- Dataset -
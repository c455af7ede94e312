//! # Data Model
//!
//! [`StorageEntry`] is the atomic unit of state (§3); [`ChangeEvent`] is its
//! wire form, published per mutation and applied by peers under LWW.
//!
//! Canonical encoding note: `serde_cbor` serializes a `#[derive(Serialize)]`
//! struct as a CBOR map with keys emitted in field-declaration order, so
//! keeping `ChangeEvent`'s fields in the exact order below — with no
//! `HashMap`-typed field to reorder keys at random — is sufficient for
//! byte-stable, deterministic encoding (no custom canonicalization pass is
//! needed, unlike formats such as JSON where key order is ambiguous).

use serde::{Deserialize, Serialize};
use sha2::{Digest, Sha256};
use std::cmp::Ordering;

use crate::error::{MkvError, Result};

/// Hard limits from §3.
pub const MAX_KEY_BYTES: usize = 256;
pub const MAX_VALUE_BYTES: usize = 262_144;

/// The atomic unit of state. At most one `StorageEntry` is ever visible for
/// a given key.
#[derive(Debug, Clone, PartialEq, Eq, Serialize, Deserialize)]
pub struct StorageEntry {
    pub key: String,
    /// Absent iff this entry is a tombstone.
    pub value: Option<String>,
    pub is_tombstone: bool,
    pub timestamp_ms: u64,
    pub node_id: String,
    /// Per-node monotonic sequence; authoritative only for dedup, never LWW.
    pub seq: u64,
}

impl StorageEntry {
    pub fn new_set(key: String, value: String, timestamp_ms: u64, node_id: String, seq: u64) -> Self {
        Self { key, value: Some(value), is_tombstone: false, timestamp_ms, node_id, seq }
    }

    pub fn new_tombstone(key: String, timestamp_ms: u64, node_id: String, seq: u64) -> Self {
        Self { key, value: None, is_tombstone: true, timestamp_ms, node_id, seq }
    }

    /// Validate the payload-size invariants from §3. Does not validate skew;
    /// that depends on wall-clock context the entry itself doesn't carry.
    pub fn validate_sizes(&self) -> Result<()> {
        if self.key.is_empty() || self.key.len() > MAX_KEY_BYTES {
            return Err(MkvError::payload_too_large(format!(
                "key length {} exceeds {} bytes",
                self.key.len(),
                MAX_KEY_BYTES
            )));
        }
        if let Some(v) = &self.value {
            if v.len() > MAX_VALUE_BYTES {
                return Err(MkvError::payload_too_large(format!(
                    "value length {} exceeds {} bytes",
                    v.len(),
                    MAX_VALUE_BYTES
                )));
            }
        }
        Ok(())
    }

    /// LWW rank: `(timestamp_ms, node_id)`, compared lexicographically.
    pub fn lww_rank(&self) -> (u64, &str) {
        (self.timestamp_ms, self.node_id.as_str())
    }

    /// `true` if `other` strictly wins over `self` under LWW (§3: strictly
    /// greater `timestamp_ms` wins; on ties, lexicographically greater
    /// `node_id` wins; exact ties are not a win, so re-applying the same
    /// event is a no-op).
    pub fn is_strictly_won_by(&self, other: &StorageEntry) -> bool {
        other.lww_rank() > self.lww_rank()
    }

    /// Build the canonical [`ChangeEvent`] projection of this entry.
    pub fn to_change_event(&self) -> ChangeEvent {
        ChangeEvent {
            key: self.key.clone(),
            value: self.value.clone(),
            tombstone: self.is_tombstone,
            node_id: self.node_id.clone(),
            seq: self.seq,
            timestamp_ms: self.timestamp_ms,
        }
    }
}

/// Wire form of a mutation (§3). Field order is part of the canonical
/// encoding contract — do not reorder.
#[derive(Debug, Clone, PartialEq, Eq, Serialize, Deserialize)]
pub struct ChangeEvent {
    pub key: String,
    #[serde(skip_serializing_if = "Option::is_none", default)]
    pub value: Option<String>,
    #[serde(skip_serializing_if = "is_false", default)]
    pub tombstone: bool,
    pub node_id: String,
    pub seq: u64,
    pub timestamp_ms: u64,
}

fn is_false(b: &bool) -> bool {
    !*b
}

impl ChangeEvent {
    pub fn to_storage_entry(&self) -> StorageEntry {
        StorageEntry {
            key: self.key.clone(),
            value: self.value.clone(),
            is_tombstone: self.tombstone,
            timestamp_ms: self.timestamp_ms,
            node_id: self.node_id.clone(),
            seq: self.seq,
        }
    }

    /// Deterministic (canonical) CBOR encoding, suitable for Merkle leaf
    /// hashing and wire transport alike.
    pub fn to_canonical_cbor(&self) -> Result<Vec<u8>> {
        Ok(serde_cbor::to_vec(self)?)
    }

    pub fn from_canonical_cbor(bytes: &[u8]) -> Result<Self> {
        Ok(serde_cbor::from_slice(bytes)?)
    }

    /// SHA-256 digest of the canonical CBOR encoding; the unit hashed into
    /// Merkle leaves (§4.6).
    pub fn digest(&self) -> Result<[u8; 32]> {
        let bytes = self.to_canonical_cbor()?;
        let mut hasher = Sha256::new();
        hasher.update(&bytes);
        Ok(hasher.finalize().into())
    }

    /// Dedup key used by the replication subscriber's recent-window set.
    pub fn dedup_key(&self) -> (String, u64) {
        (self.node_id.clone(), self.seq)
    }
}

/// Ordering helper mirroring [`StorageEntry::lww_rank`], usable when only
/// the wire `ChangeEvent` is at hand (e.g. during anti-entropy summary
/// comparison, before any entry is materialized).
pub fn lww_cmp(a_ts: u64, a_node: &str, b_ts: u64, b_node: &str) -> Ordering {
    (a_ts, a_node).cmp(&(b_ts, b_node))
}

#[cfg(test)]
mod tests {
    use super::*;

    #[test]
    fn lww_tie_break_by_node_id() {
        let a = StorageEntry::new_set("k".into(), "old".into(), 1000, "A".into(), 1);
        let c = StorageEntry::new_set("k".into(), "new".into(), 1000, "C".into(), 1);
        assert!(a.is_strictly_won_by(&c));
        let b = StorageEntry::new_set("k".into(), "older".into(), 1000, "B".into(), 1);
        assert!(!c.is_strictly_won_by(&b));
    }

    #[test]
    fn lww_exact_tie_is_not_a_win() {
        let a = StorageEntry::new_set("k".into(), "v".into(), 1000, "A".into(), 1);
        let a2 = StorageEntry::new_set("k".into(), "v".into(), 1000, "A".into(), 2);
        assert!(!a.is_strictly_won_by(&a2));
    }

    #[test]
    fn canonical_cbor_roundtrip_is_byte_stable() {
        let entry = StorageEntry::new_set("user:1".into(), "alice".into(), 123, "node-a".into(), 7);
        let ev = entry.to_change_event();
        let b1 = ev.to_canonical_cbor().unwrap();
        let b2 = ev.to_canonical_cbor().unwrap();
        assert_eq!(b1, b2);
        let decoded = ChangeEvent::from_canonical_cbor(&b1).unwrap();
        assert_eq!(decoded, ev);
    }

    #[test]
    fn tombstone_change_event_has_no_value() {
        let entry = StorageEntry::new_tombstone("k".into(), 5, "n".into(), 1);
        let ev = entry.to_change_event();
        assert!(ev.value.is_none());
        assert!(ev.tombstone);
        let bytes = ev.to_canonical_cbor().unwrap();
        // tombstone flag and missing value should both be present/omitted deterministically
        let decoded = ChangeEvent::from_canonical_cbor(&bytes).unwrap();
        assert_eq!(decoded, ev);
    }

    #[test]
    fn oversize_key_rejected() {
        let entry = StorageEntry::new_set("x".repeat(257), "v".into(), 1, "n".into(), 1);
        assert!(entry.validate_sizes().is_err());
        let entry_ok = StorageEntry::new_set("x".repeat(256), "v".into(), 1, "n".into(), 1);
        assert!(entry_ok.validate_sizes().is_ok());
    }

    #[test]
    fn oversize_value_rejected() {
        let entry = StorageEntry::new_set("k".into(), "x".repeat(262_145), 1, "n".into(), 1);
        assert!(entry.validate_sizes().is_err());
        let entry_ok = StorageEntry::new_set("k".into(), "x".repeat(262_144), 1, "n".into(), 1);
        assert!(entry_ok.validate_sizes().is_ok());
    }
}
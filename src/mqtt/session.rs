//! MQTT connection lifecycle: connect, reconnect-with-backoff, QoS 1
//! publish/subscribe, and inbound dispatch by topic (§4.2).

use std::sync::atomic::{AtomicBool, Ordering};
use std::sync::Arc;
use std::time::Duration;

use log::{debug, error, info, warn};
use rand::Rng;
use rumqttc::{AsyncClient, Event, MqttOptions, Packet, QoS, Transport};
use tokio::sync::{mpsc, watch};

use crate::config::Config;
use crate::error::Result;

/// §4.2's connection state machine. Initial state is `Disconnected`.
#[derive(Debug, Clone, Copy, PartialEq, Eq)]
pub enum ConnectionState {
    Disconnected,
    Connecting,
    Connected,
    Disconnecting,
    ConnectionLost,
}

/// A state paired with a generation counter that increments on every
/// successful (re)connect, so a watcher can tell "the same Connected" from
/// "a new Connected after a reconnect" without missing the transition in
/// between (supplemented over the distilled spec, §2 in SPEC_FULL.md).
#[derive(Debug, Clone, Copy, PartialEq, Eq)]
pub struct ConnectionEvent {
    pub state: ConnectionState,
    pub generation: u64,
}

/// A frame dispatched to the owner by topic, per §4.2: "Inbound frames
/// dispatched by topic to either the Command Processor or the Replication
/// applicator."
#[derive(Debug, Clone)]
pub enum InboundFrame {
    Command(Vec<u8>),
    Replication(Vec<u8>),
}

/// Exponential backoff with jitter, base 1s, cap 60s, reset on connect.
struct Backoff {
    base: Duration,
    cap: Duration,
    attempt: u32,
}

impl Backoff {
    fn new(base: Duration, cap: Duration) -> Self {
        Self { base, cap, attempt: 0 }
    }

    fn reset(&mut self) {
        self.attempt = 0;
    }

    fn next_delay(&mut self) -> Duration {
        let shift = self.attempt.min(10);
        let exp_ms = self.base.as_millis().saturating_mul(1u128 << shift);
        let capped_ms = exp_ms.min(self.cap.as_millis()).max(1) as u64;
        self.attempt = self.attempt.saturating_add(1);
        let jittered_ms = rand::thread_rng().gen_range(0..=capped_ms);
        Duration::from_millis(jittered_ms)
    }
}

/// A live MQTT session: publish/subscribe handle plus the background
/// reconnect loop. Shared via `Arc` by every component that needs to
/// publish (command responses, replication events, anti-entropy rounds).
pub struct MqttSession {
    client: AsyncClient,
    command_topic: String,
    response_topic: String,
    replication_topic: String,
    shutdown_tx: watch::Sender<bool>,
    shut_down: AtomicBool,
}

impl MqttSession {
    /// Open a session and spawn its reconnect loop. Returns the session
    /// handle, a connection-state watch, and the inbound-frame channel.
    pub fn start(config: &Config) -> (Arc<MqttSession>, watch::Receiver<ConnectionEvent>, mpsc::UnboundedReceiver<InboundFrame>) {
        let mut opts = MqttOptions::new(config.client_id.clone(), config.broker_host.clone(), config.broker_port());
        opts.set_keep_alive(config.keep_alive());
        opts.set_connection_timeout(config.connect_timeout_s);
        // Persistent session semantics (§4.2): never start clean.
        opts.set_clean_session(false);
        if let (Some(user), Some(pass)) = (&config.broker_username, &config.broker_password) {
            opts.set_credentials(user, pass);
        }
        if config.use_tls {
            opts.set_transport(Transport::tls_with_default_config());
        }

        let (client, mut eventloop) = AsyncClient::new(opts, 64);

        let (state_tx, state_rx) = watch::channel(ConnectionEvent { state: ConnectionState::Disconnected, generation: 0 });
        let (shutdown_tx, mut shutdown_rx) = watch::channel(false);
        let (frame_tx, frame_rx) = mpsc::unbounded_channel();

        let session = Arc::new(MqttSession {
            client: client.clone(),
            command_topic: config.command_topic(),
            response_topic: config.response_topic(),
            replication_topic: config.replication_topic(),
            shutdown_tx,
            shut_down: AtomicBool::new(false),
        });

        let command_topic = session.command_topic.clone();
        let replication_topic = session.replication_topic.clone();

        tokio::spawn(async move {
            let mut backoff = Backoff::new(Duration::from_secs(1), Duration::from_secs(60));
            let mut generation: u64 = 0;
            loop {
                if *shutdown_rx.borrow() {
                    break;
                }
                match eventloop.poll().await {
                    Ok(Event::Incoming(Packet::ConnAck(ack))) => {
                        generation += 1;
                        backoff.reset();
                        info!("mqtt connected (session_present={})", ack.session_present);
                        let _ = state_tx.send(ConnectionEvent { state: ConnectionState::Connected, generation });
                        if let Err(e) = client.subscribe(&command_topic, QoS::AtLeastOnce).await {
                            error!("failed to subscribe to command topic: {e}");
                        }
                        if let Err(e) = client.subscribe(&replication_topic, QoS::AtLeastOnce).await {
                            error!("failed to subscribe to replication topic: {e}");
                        }
                    }
                    Ok(Event::Incoming(Packet::Publish(publish))) => {
                        let frame = if publish.topic == command_topic {
                            Some(InboundFrame::Command(publish.payload.to_vec()))
                        } else if publish.topic == replication_topic {
                            Some(InboundFrame::Replication(publish.payload.to_vec()))
                        } else {
                            warn!("dropping publish on unrecognized topic {}", publish.topic);
                            None
                        };
                        if let Some(frame) = frame {
                            if frame_tx.send(frame).is_err() {
                                debug!("inbound frame channel closed, dropping frame");
                            }
                        }
                    }
                    Ok(_other) => {}
                    Err(e) => {
                        if *shutdown_rx.borrow() {
                            break;
                        }
                        warn!("mqtt eventloop error: {e}");
                        let _ = state_tx.send(ConnectionEvent { state: ConnectionState::ConnectionLost, generation });
                        let delay = backoff.next_delay();
                        tokio::select! {
                            _ = tokio::time::sleep(delay) => {}
                            _ = shutdown_rx.changed() => { if *shutdown_rx.borrow() { break; } }
                        }
                        let _ = state_tx.send(ConnectionEvent { state: ConnectionState::Connecting, generation });
                    }
                }
            }
            let _ = state_tx.send(ConnectionEvent { state: ConnectionState::Disconnecting, generation });
        });

        (session, state_rx, frame_rx)
    }

    async fn publish(&self, topic: &str, payload: Vec<u8>) -> Result<()> {
        self.client.publish(topic, QoS::AtLeastOnce, false, payload).await?;
        Ok(())
    }

    /// Publish a [`crate::command::types::Response`] (or an anti-entropy
    /// reply) on this device's own response topic.
    pub async fn publish_response(&self, payload: Vec<u8>) -> Result<()> {
        self.publish(&self.response_topic, payload).await
    }

    /// Publish a canonical-CBOR [`crate::model::ChangeEvent`] on the shared
    /// replication topic.
    pub async fn publish_replication(&self, payload: Vec<u8>) -> Result<()> {
        self.publish(&self.replication_topic, payload).await
    }

    /// Publish an anti-entropy request/response envelope to a peer's
    /// command topic (anti-entropy reuses the command-plane topic rather
    /// than minting a fourth topic class; see DESIGN.md).
    pub async fn publish_to_topic(&self, topic: &str, payload: Vec<u8>) -> Result<()> {
        self.publish(topic, payload).await
    }

    /// Explicit shutdown: only this exits the reconnect loop (§4.2).
    pub async fn shutdown(&self) {
        if self.shut_down.swap(true, Ordering::SeqCst) {
            return;
        }
        let _ = self.shutdown_tx.send(true);
        let _ = self.client.disconnect().await;
    }
}

#[cfg(test)]
mod tests {
    use super::*;

    #[test]
    fn backoff_stays_within_base_and_cap() {
        let mut backoff = Backoff::new(Duration::from_secs(1), Duration::from_secs(60));
        for _ in 0..20 {
            let delay = backoff.next_delay();
            assert!(delay <= Duration::from_secs(60));
        }
    }

    #[test]
    fn backoff_resets_attempt_counter() {
        let mut backoff = Backoff::new(Duration::from_millis(10), Duration::from_secs(1));
        backoff.next_delay();
        backoff.next_delay();
        backoff.reset();
        assert_eq!(backoff.attempt, 0);
    }
}
//! # Metrics
//!
//! A flat set of atomic counters surfaced through
//! [`crate::client::MerkleKvClient::metrics_snapshot`], mirroring the shape
//! (not the exact fields) of the teacher's `ServerStats`: counters are held
//! behind `Arc` and shared by every component that needs to bump them, then
//! read out into a plain, serializable snapshot on demand. This crate emits
//! metrics; shipping them anywhere (Prometheus, StatsD, a dashboard) is the
//! out-of-scope sink's job (§1).

use std::sync::atomic::{AtomicU64, Ordering};

use serde::Serialize;

#[derive(Debug, Default)]
pub struct Metrics {
    pub replication_published: AtomicU64,
    pub replication_applied: AtomicU64,
    pub replication_dropped_self: AtomicU64,
    pub replication_dropped_skew: AtomicU64,
    pub replication_dropped_duplicate: AtomicU64,
    pub replication_decode_errors: AtomicU64,
    pub anti_entropy_rounds_completed: AtomicU64,
    pub anti_entropy_rounds_abandoned: AtomicU64,
    pub anti_entropy_entries_pulled: AtomicU64,
    pub queue_enqueued: AtomicU64,
    pub queue_processed: AtomicU64,
    pub queue_failed: AtomicU64,
    pub queue_dropped: AtomicU64,
    pub idempotency_cache_hits: AtomicU64,
    pub idempotency_cache_misses: AtomicU64,
}

#[derive(Debug, Clone, Default, Serialize)]
pub struct MetricsSnapshot {
    pub replication_published: u64,
    pub replication_applied: u64,
    pub replication_dropped_self: u64,
    pub replication_dropped_skew: u64,
    pub replication_dropped_duplicate: u64,
    pub replication_decode_errors: u64,
    pub anti_entropy_rounds_completed: u64,
    pub anti_entropy_rounds_abandoned: u64,
    pub anti_entropy_entries_pulled: u64,
    pub queue_enqueued: u64,
    pub queue_processed: u64,
    pub queue_failed: u64,
    pub queue_dropped: u64,
    pub idempotency_cache_hits: u64,
    pub idempotency_cache_misses: u64,
}

macro_rules! inc {
    ($field:expr) => {
        $field.fetch_add(1, Ordering::Relaxed)
    };
}
pub(crate) use inc;

impl Metrics {
    pub fn snapshot(&self) -> MetricsSnapshot {
        MetricsSnapshot {
            replication_published: self.replication_published.load(Ordering::Relaxed),
            replication_applied: self.replication_applied.load(Ordering::Relaxed),
            replication_dropped_self: self.replication_dropped_self.load(Ordering::Relaxed),
            replication_dropped_skew: self.replication_dropped_skew.load(Ordering::Relaxed),
            replication_dropped_duplicate: self.replication_dropped_duplicate.load(Ordering::Relaxed),
            replication_decode_errors: self.replication_decode_errors.load(Ordering::Relaxed),
            anti_entropy_rounds_completed: self.anti_entropy_rounds_completed.load(Ordering::Relaxed),
            anti_entropy_rounds_abandoned: self.anti_entropy_rounds_abandoned.load(Ordering::Relaxed),
            anti_entropy_entries_pulled: self.anti_entropy_entries_pulled.load(Ordering::Relaxed),
            queue_enqueued: self.queue_enqueued.load(Ordering::Relaxed),
            queue_processed: self.queue_processed.load(Ordering::Relaxed),
            queue_failed: self.queue_failed.load(Ordering::Relaxed),
            queue_dropped: self.queue_dropped.load(Ordering::Relaxed),
            idempotency_cache_hits: self.idempotency_cache_hits.load(Ordering::Relaxed),
            idempotency_cache_misses: self.idempotency_cache_misses.load(Ordering::Relaxed),
        }
    }
}

#[cfg(test)]
mod tests {
    use super::*;

    #[test]
    fn snapshot_reflects_increments() {
        let metrics = Metrics::default();
        inc!(metrics.replication_applied);
        inc!(metrics.replication_applied);
        let snap = metrics.snapshot();
        assert_eq!(snap.replication_applied, 2);
        assert_eq!(snap.replication_published, 0);
    }
}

- What you have to do -
Tally the lines of the listing that contain "unit" and give the tally alone.

- Response -
3